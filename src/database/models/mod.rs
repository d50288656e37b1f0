pub mod comment;
pub mod issue;
pub mod project;
pub mod user;

pub use comment::Comment;
pub use issue::Issue;
pub use project::Project;
pub use user::User;
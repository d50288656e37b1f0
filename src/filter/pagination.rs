use serde::Serialize;

pub const DEFAULT_LIMIT: i64 = 10;
pub const DEFAULT_OFFSET: i64 = 0;

/// Normalized window into a listing
#[derive(Debug, Clone, Copy, PartialEq, Eq)]
pub struct PageRequest {
    pub limit: i64,
    pub offset: i64,
}

impl Default for PageRequest {
    fn default() -> Self {
        Self { limit: DEFAULT_LIMIT, offset: DEFAULT_OFFSET }
    }
}

impl PageRequest {
    /// Parse raw query values. Unparseable or out-of-range values fall back to
    /// the defaults rather than failing the request.
    pub fn from_params(limit: Option<&str>, offset: Option<&str>, max_limit: Option<i64>) -> Self {
        let mut limit = limit
            .and_then(|raw| raw.trim().parse::<i64>().ok())
            .filter(|l| *l > 0)
            .unwrap_or(DEFAULT_LIMIT);
        let offset = offset
            .and_then(|raw| raw.trim().parse::<i64>().ok())
            .filter(|o| *o >= 0)
            .unwrap_or(DEFAULT_OFFSET);

        if let Some(max) = max_limit.filter(|m| *m > 0) {
            if limit > max {
                tracing::debug!("Limit {} exceeds max {}, capping to max", limit, max);
                limit = max;
            }
        }

        Self { limit, offset }
    }
}

/// Page envelope returned by every collection endpoint
#[derive(Debug, Clone, Serialize)]
pub struct Page<T> {
    pub items: Vec<T>,
    pub total: i64,
    pub limit: i64,
    pub offset: i64,
}

impl<T> Page<T> {
    pub fn new(items: Vec<T>, total: i64, request: PageRequest) -> Self {
        Self { items, total, limit: request.limit, offset: request.offset }
    }
}
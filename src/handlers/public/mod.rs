// handlers/public/mod.rs - Public handlers (no authentication required)
//
// Token acquisition and account creation.

pub mod auth;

--

## THE TASK
A bare number is required: the count of lines above with the string "const".

## ANSWER TO THIS PROBLEM
2